Ferrari does have his methodological quirks. He works with middle-aged subjects rather than students—because, in his words, “75 percent of students are chronic procrastinators.” He also recruits many of his research subjects from the audiences of his lectures (on procrastination, no less) or from the firms that hire him as a workplace consultant. Drawing on data from this cohort, Ferrari has found significant cross-cultural differences within American society but not abroad. People in white-collar occupations procrastinate more than people in blue-collar jobs, corporate workers procrastinate more than professionals like doctors and lawyers, salesmen procrastinate more than managers, and salesmen in the Pacific Northwest procrastinate more than salesmen on the East Coast.

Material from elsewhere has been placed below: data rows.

//! Abilities: definitions, per-caster state and the orchestrator that
//! drives a request through validation, casting, execution and cooldown.

mod orchestrator;
mod state;

pub use orchestrator::{AbilityOrchestrator, RequestOutcome};
pub use state::{AbilityPhase, ActiveCast, CasterState, ChainProgress};

use std::time::Duration;

use glam::Vec3;
use thiserror::Error;

use crate::effect::{EffectKind, EffectParams};
use crate::entity::EntityId;
use crate::error::{CombatError, ErrorSeverity};
use crate::targeting::{Shape, TeamFilter};

string_id! {
    /// Ability identifier, e.g. `fire_bolt`.
    AbilityId
}

string_id! {
    /// Identifier shared by every step of a combo chain.
    ChainId
}

string_id! {
    /// Abilities in one category go on cooldown together.
    CooldownCategory
}

/// Where a targeting query is centred.
#[derive(Clone, Copy, Debug, Default, PartialEq, Eq)]
#[cfg_attr(feature = "serde", derive(serde::Serialize, serde::Deserialize))]
pub enum TargetOrigin {
    #[default]
    Caster,
    /// The requested target point, or the caster when none is given.
    Point,
}

/// How an ability selects its targets.
#[derive(Clone, Debug, PartialEq)]
#[cfg_attr(feature = "serde", derive(serde::Serialize, serde::Deserialize))]
#[cfg_attr(feature = "serde", serde(default))]
pub struct TargetingSpec {
    pub shape: Shape,
    pub range: f32,
    pub filter: TeamFilter,
    pub max_count: Option<usize>,
    pub include_self: bool,
    pub origin: TargetOrigin,
}

impl TargetingSpec {
    /// Targets the caster alone.
    pub fn self_only() -> Self {
        Self {
            shape: Shape::SelfOnly,
            range: 0.0,
            filter: TeamFilter::FRIENDLY,
            max_count: None,
            include_self: true,
            origin: TargetOrigin::Caster,
        }
    }

    /// Hostile targets inside `shape` up to `range` away.
    pub fn area(shape: Shape, range: f32) -> Self {
        Self {
            shape,
            range,
            filter: TeamFilter::HOSTILE,
            max_count: None,
            include_self: false,
            origin: TargetOrigin::Caster,
        }
    }

    pub fn filter(mut self, filter: TeamFilter) -> Self {
        self.filter = filter;
        self
    }

    pub fn max_count(mut self, max: usize) -> Self {
        self.max_count = Some(max);
        self
    }

    pub fn from_point(mut self) -> Self {
        self.origin = TargetOrigin::Point;
        self
    }
}

impl Default for TargetingSpec {
    fn default() -> Self {
        Self::self_only()
    }
}

/// One effect an ability applies to each of its targets.
///
/// `params` is a template; source, target and ability are filled in per
/// target at execution.
#[derive(Clone, Debug, PartialEq)]
#[cfg_attr(feature = "serde", derive(serde::Serialize, serde::Deserialize))]
pub struct EffectDescriptor {
    pub kind: EffectKind,
    #[cfg_attr(feature = "serde", serde(default))]
    pub params: EffectParams,
    /// Multiplies the amount by the caster's level scaling.
    #[cfg_attr(feature = "serde", serde(default))]
    pub scale_with_level: bool,
}

impl EffectDescriptor {
    pub fn new(kind: EffectKind, params: EffectParams) -> Self {
        Self {
            kind,
            params,
            scale_with_level: false,
        }
    }

    pub fn scaled(mut self) -> Self {
        self.scale_with_level = true;
        self
    }
}

/// Position of an ability inside a combo chain.
#[derive(Clone, Debug, PartialEq, Eq)]
#[cfg_attr(feature = "serde", derive(serde::Serialize, serde::Deserialize))]
pub struct ChainInfo {
    pub chain: ChainId,
    /// 1-based step number.
    pub position: u32,
    /// Ability that continues the chain; `None` on the final step.
    #[cfg_attr(feature = "serde", serde(default))]
    pub next: Option<AbilityId>,
    /// Window for the next step after this one executes.
    #[cfg_attr(feature = "serde", serde(with = "crate::time::millis"))]
    pub timeout: Duration,
}

#[cfg(feature = "serde")]
fn interruptible_default() -> bool {
    true
}

/// Immutable description of an ability.
#[derive(Clone, Debug, PartialEq)]
#[cfg_attr(feature = "serde", derive(serde::Serialize, serde::Deserialize))]
pub struct AbilityDefinition {
    pub id: AbilityId,
    #[cfg_attr(feature = "serde", serde(default, with = "crate::time::millis"))]
    pub cast_time: Duration,
    #[cfg_attr(feature = "serde", serde(default, with = "crate::time::millis"))]
    pub cooldown: Duration,
    #[cfg_attr(feature = "serde", serde(default))]
    pub cooldown_category: Option<CooldownCategory>,
    /// Resource reserved when the request is accepted.
    #[cfg_attr(feature = "serde", serde(default))]
    pub cost: f64,
    #[cfg_attr(feature = "serde", serde(default = "interruptible_default"))]
    pub interruptible: bool,
    #[cfg_attr(feature = "serde", serde(default))]
    pub targeting: TargetingSpec,
    pub effects: Vec<EffectDescriptor>,
    #[cfg_attr(feature = "serde", serde(default))]
    pub chain: Option<ChainInfo>,
}

impl AbilityDefinition {
    /// Instant, free, self-targeted ability without effects.
    pub fn new(id: impl Into<AbilityId>) -> Self {
        Self {
            id: id.into(),
            cast_time: Duration::ZERO,
            cooldown: Duration::ZERO,
            cooldown_category: None,
            cost: 0.0,
            interruptible: true,
            targeting: TargetingSpec::default(),
            effects: Vec::new(),
            chain: None,
        }
    }

    pub fn cast_time(mut self, cast_time: Duration) -> Self {
        self.cast_time = cast_time;
        self
    }

    pub fn cooldown(mut self, cooldown: Duration) -> Self {
        self.cooldown = cooldown;
        self
    }

    pub fn cooldown_category(mut self, category: impl Into<CooldownCategory>) -> Self {
        self.cooldown_category = Some(category.into());
        self
    }

    pub fn cost(mut self, cost: f64) -> Self {
        self.cost = cost;
        self
    }

    pub fn uninterruptible(mut self) -> Self {
        self.interruptible = false;
        self
    }

    pub fn targeting(mut self, targeting: TargetingSpec) -> Self {
        self.targeting = targeting;
        self
    }

    pub fn effect(mut self, descriptor: EffectDescriptor) -> Self {
        self.effects.push(descriptor);
        self
    }

    pub fn chain(mut self, chain: ChainInfo) -> Self {
        self.chain = Some(chain);
        self
    }

    pub fn is_instant(&self) -> bool {
        self.cast_time.is_zero()
    }

    /// Rejects definitions registration would refuse.
    pub fn validate(&self) -> Result<(), AbilityError> {
        let invalid = |reason: &str| AbilityError::InvalidDefinition {
            ability: self.id.clone(),
            reason: reason.to_owned(),
        };
        if self.effects.is_empty() {
            return Err(invalid("at least one effect is required"));
        }
        if !self.cost.is_finite() || self.cost < 0.0 {
            return Err(invalid("cost must be a non-negative number"));
        }
        if !self.targeting.range.is_finite() || self.targeting.range < 0.0 {
            return Err(invalid("range must be a non-negative number"));
        }
        if let Some(chain) = &self.chain {
            if chain.position == 0 {
                return Err(invalid("chain positions start at 1"));
            }
            if chain.next.as_ref() == Some(&self.id) {
                return Err(invalid("chain cannot continue into itself"));
            }
        }
        Ok(())
    }
}

/// Target information supplied with a request.
#[derive(Clone, Copy, Debug, Default, PartialEq)]
pub struct AbilityTarget {
    pub point: Option<Vec3>,
    pub direction: Option<Vec3>,
}

impl AbilityTarget {
    pub fn point(point: Vec3) -> Self {
        Self {
            point: Some(point),
            direction: None,
        }
    }

    pub fn direction(direction: Vec3) -> Self {
        Self {
            point: None,
            direction: Some(direction),
        }
    }
}

/// Rejections from ability requests and caster management.
#[derive(Clone, Debug, PartialEq, Error)]
pub enum AbilityError {
    #[error("unknown ability {0}")]
    UnknownAbility(AbilityId),

    #[error("ability {0} is already defined")]
    DuplicateDefinition(AbilityId),

    #[error("ability {ability} is invalid: {reason}")]
    InvalidDefinition { ability: AbilityId, reason: String },

    #[error("caster {0} not found")]
    CasterNotFound(EntityId),

    #[error("caster {0} is dead")]
    CasterDead(EntityId),

    #[error("caster {0} is incapacitated")]
    Incapacitated(EntityId),

    #[error("{entity} does not know {ability}")]
    NotGranted { entity: EntityId, ability: AbilityId },

    #[error("{ability} is on cooldown for {}ms", remaining.as_millis())]
    OnCooldown { ability: AbilityId, remaining: Duration },

    #[error("not enough resource: need {required}, have {available}")]
    InsufficientResource { required: f64, available: f64 },

    #[error("{entity} is casting {ability}")]
    CastInProgress { entity: EntityId, ability: AbilityId },

    #[error("{0} has no active cast")]
    NoActiveCast(EntityId),

    #[error("{ability} cannot be interrupted")]
    NotInterruptible { ability: AbilityId },

    #[error("chain {chain} has not been started")]
    ChainNotStarted { chain: ChainId },

    #[error("chain {chain} window has closed")]
    ChainExpired { chain: ChainId },

    #[error("{ability} is out of order in chain {chain}")]
    ChainOutOfOrder { chain: ChainId, ability: AbilityId },
}

impl CombatError for AbilityError {
    fn severity(&self) -> ErrorSeverity {
        match self {
            Self::DuplicateDefinition(_) | Self::InvalidDefinition { .. } => ErrorSeverity::Internal,
            Self::OnCooldown { .. }
            | Self::InsufficientResource { .. }
            | Self::CastInProgress { .. }
            | Self::Incapacitated(_) => ErrorSeverity::Recoverable,
            _ => ErrorSeverity::Validation,
        }
    }

    fn error_code(&self) -> &'static str {
        match self {
            Self::UnknownAbility(_) => "ABILITY_UNKNOWN",
            Self::DuplicateDefinition(_) => "ABILITY_DUPLICATE",
            Self::InvalidDefinition { .. } => "ABILITY_INVALID_DEFINITION",
            Self::CasterNotFound(_) => "ABILITY_CASTER_NOT_FOUND",
            Self::CasterDead(_) => "ABILITY_CASTER_DEAD",
            Self::Incapacitated(_) => "ABILITY_INCAPACITATED",
            Self::NotGranted { .. } => "ABILITY_NOT_GRANTED",
            Self::OnCooldown { .. } => "ABILITY_ON_COOLDOWN",
            Self::InsufficientResource { .. } => "ABILITY_INSUFFICIENT_RESOURCE",
            Self::CastInProgress { .. } => "ABILITY_CAST_IN_PROGRESS",
            Self::NoActiveCast(_) => "ABILITY_NO_ACTIVE_CAST",
            Self::NotInterruptible { .. } => "ABILITY_NOT_INTERRUPTIBLE",
            Self::ChainNotStarted { .. } => "ABILITY_CHAIN_NOT_STARTED",
            Self::ChainExpired { .. } => "ABILITY_CHAIN_EXPIRED",
            Self::ChainOutOfOrder { .. } => "ABILITY_CHAIN_OUT_OF_ORDER",
        }
    }
}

It may be that the greater occupational diversity among Ferrari’s subjects is swamping out more subtle differences. The cultural differences between social classes could have a more dramatic effect on procrastination scores than nation of origin. In a 2003 study called “Differential Incidence of Procrastination Between Blue- and White-Collar Workers,” Ferrari and his co-author speculate that blue-collar workers might procrastinate as much as white-collar workers if given the chance, but their relative lack of job security and greater supervision were keeping them in a state of enforced timeliness.

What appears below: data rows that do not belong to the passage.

//! Clock backed by tokio's timer.

use combat_core::{Clock, Timestamp};
use tokio::time::Instant;

/// Milliseconds since the runtime started, measured with [`tokio::time::Instant`].
///
/// Under a paused tokio runtime this clock only moves when the test advances
/// time, which keeps heartbeat and deadlines in lockstep.
#[derive(Clone, Copy, Debug)]
pub struct TokioClock {
    origin: Instant,
}

impl TokioClock {
    pub fn new() -> Self {
        Self { origin: Instant::now() }
    }
}

impl Default for TokioClock {
    fn default() -> Self {
        Self::new()
    }
}

impl Clock for TokioClock {
    fn now(&self) -> Timestamp {
        let elapsed = self.origin.elapsed().as_millis();
        Timestamp(u64::try_from(elapsed).unwrap_or(u64::MAX))
    }
}

#[cfg(test)]
mod tests {
    use std::time::Duration;

    use super::*;

    #[tokio::test(start_paused = true)]
    async fn follows_paused_time() {
        let clock = TokioClock::new();
        assert_eq!(clock.now(), Timestamp::ZERO);

        tokio::time::advance(Duration::from_millis(250)).await;
        assert_eq!(clock.now(), Timestamp(250));
    }
}
//! Ability request flow.
//!
//! ```text
//! request ─► validate ─► resolve cast conflict ─► reserve resource
//!              │                                       │
//!              ▼                                       ├─ cast time 0 ─► execute
//!            Err(reason)                               └─ cast time > 0 ─► Casting
//!                                                            │ CastComplete timer
//!                                                            ▼
//!                                   execute ─► cooldown ─► chain ─► AbilityExecuted
//! ```
//!
//! Casts, cooldowns and chain windows are deadlines. Every timer carries the
//! generation it was scheduled for and is ignored once that generation is
//! gone.

use std::collections::BTreeMap;
use std::sync::Arc;
use std::time::Duration;

use glam::Vec3;
use tracing::{debug, trace};

use super::{
    AbilityDefinition, AbilityError, AbilityId, AbilityPhase, AbilityTarget, ActiveCast, CasterState, ChainId,
    ChainInfo, ChainProgress, TargetOrigin, TargetingSpec,
};
use crate::config::{AbilityConfig, CombatConfig};
use crate::effect::EffectPipeline;
use crate::entity::{EntityId, EntityRegistry};
use crate::events::{AbilityExecution, ChainStep, CombatEvent, EventBus, TargetOutcome};
use crate::scheduler::TimerTask;
use crate::stats::Stat;
use crate::targeting::{self, Shape, TargetQuery};
use crate::time::Timestamp;
use crate::world::Systems;

/// Result of an accepted request.
#[derive(Clone, Debug, PartialEq)]
pub enum RequestOutcome {
    /// Cast started; the ability executes at `ends_at` unless interrupted.
    CastStarted { ends_at: Timestamp },
    /// Instant ability, already executed.
    Executed(Box<AbilityExecution>),
}

/// Owns ability definitions and per-caster state.
#[derive(Debug)]
pub struct AbilityOrchestrator {
    definitions: BTreeMap<AbilityId, Arc<AbilityDefinition>>,
    casters: BTreeMap<EntityId, CasterState>,
    config: AbilityConfig,
    next_generation: u64,
    bus: EventBus,
}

We might get better answers from a study that looked at the actual behaviors associated with procrastination, rather than reported self-image. But, despite much effort, I could find only one paper that addressed similar questions without resorting to the questionnaire. Unfortunately, this study wasn’t so much cross-cultural as cross-species. In 1998, at the same time that Leon Mann was studying collectivistic and individualistic undergraduates, a psychology professor named James E. Mazur was studying the procrastination habits of pigeons (PDF).

Mazur’s test subjects were trained to peck illuminated keys at regular intervals, in exchange for a tiny wage in bird feed at the end of their workday. The wage was higher for the birds that worked most consistently and didn’t take any breaks. In the end, pigeons turned out to be such layabouts that even a four-fold increase in food could not incite them to peck in a timely fashion. Pigeons aren’t the only animals to procrastinate, either. Lab monkeys are known to become distracted when the prospect of a reward seems too far off. In 2004, a research team at the National Institute of Mental Health induced better work habits in a group of monkeys by temporarily knocking out a dopamine receptor gene.

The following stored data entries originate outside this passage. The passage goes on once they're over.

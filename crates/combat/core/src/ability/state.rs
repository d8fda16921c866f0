use std::collections::{BTreeMap, BTreeSet};
use std::time::Duration;

use glam::Vec3;
use strum::Display;

use super::{AbilityId, ChainId};
use crate::time::Timestamp;

/// Lifecycle phase of one ability for one caster.
///
/// `Validating` and `Executing` only exist inside a request; stored state
/// never reports them.
#[derive(Clone, Copy, Debug, PartialEq, Eq, Hash, Display)]
#[strum(serialize_all = "snake_case")]
#[cfg_attr(feature = "serde", derive(serde::Serialize, serde::Deserialize))]
pub enum AbilityPhase {
    Idle,
    Validating,
    Casting,
    Executing,
    Cooldown,
    Interrupted,
}

/// Cast in flight.
#[derive(Clone, Debug, PartialEq)]
pub struct ActiveCast {
    pub ability: AbilityId,
    pub point: Option<Vec3>,
    pub direction: Option<Vec3>,
    pub started_at: Timestamp,
    pub ends_at: Timestamp,
    pub interruptible: bool,
    pub generation: u64,
}

impl ActiveCast {
    /// Completed fraction at `now`, in `[0, 1]`.
    pub fn progress(&self, now: Timestamp) -> f32 {
        let total = self.ends_at.saturating_since(self.started_at).as_secs_f32();
        if total <= 0.0 {
            return 1.0;
        }
        (now.saturating_since(self.started_at).as_secs_f32() / total).clamp(0.0, 1.0)
    }
}

/// Progress through one combo chain.
#[derive(Clone, Debug, PartialEq, Eq)]
pub struct ChainProgress {
    /// Last completed step.
    pub position: u32,
    pub next: AbilityId,
    pub expires_at: Timestamp,
    pub generation: u64,
}

/// Everything the orchestrator tracks for one caster.
#[derive(Clone, Debug, Default, PartialEq)]
pub struct CasterState {
    pub granted: BTreeSet<AbilityId>,
    /// Cooldown end per ability. Never decremented; compared against now.
    pub cooldowns: BTreeMap<AbilityId, Timestamp>,
    pub cast: Option<ActiveCast>,
    pub chains: BTreeMap<ChainId, ChainProgress>,
    /// Ability whose cast was last interrupted, with its penalty end.
    pub interrupted: Option<(AbilityId, Timestamp)>,
}

impl CasterState {
    pub fn cooldown_remaining(&self, ability: &AbilityId, now: Timestamp) -> Duration {
        self.cooldowns
            .get(ability)
            .map_or(Duration::ZERO, |end| end.saturating_since(now))
    }

    /// Pushes the cooldown end out to `ends_at`; an existing later end wins.
    pub fn start_cooldown(&mut self, ability: AbilityId, ends_at: Timestamp) -> Timestamp {
        let end = self.cooldowns.entry(ability).or_insert(ends_at);
        *end = (*end).max(ends_at);
        *end
    }

    pub fn phase(&self, ability: &AbilityId, now: Timestamp) -> AbilityPhase {
        if self.cast.as_ref().is_some_and(|c| &c.ability == ability) {
            return AbilityPhase::Casting;
        }
        if self.cooldown_remaining(ability, now).is_zero() {
            return AbilityPhase::Idle;
        }
        match &self.interrupted {
            Some((id, until)) if id == ability && *until > now => AbilityPhase::Interrupted,
            _ => AbilityPhase::Cooldown,
        }
    }
}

Despite this evidence from the animal kingdom, Ferrari insists that procrastination as we know it has no biological basis. Steel disagrees, citing a study of identical twins in his meta-analysis as evidence that there is a gene for putting things off—but the study in question remains unpublished and has never been peer-reviewed.

Even if procrastination turns out to have a genetic component, Ferrari is right to point out that time-wasting in the real world is associated with power, social class, and group values. We don’t yet know the details on how these factors interact, but a bit more research might provide a lot of insight. Come on, grad students—get to work!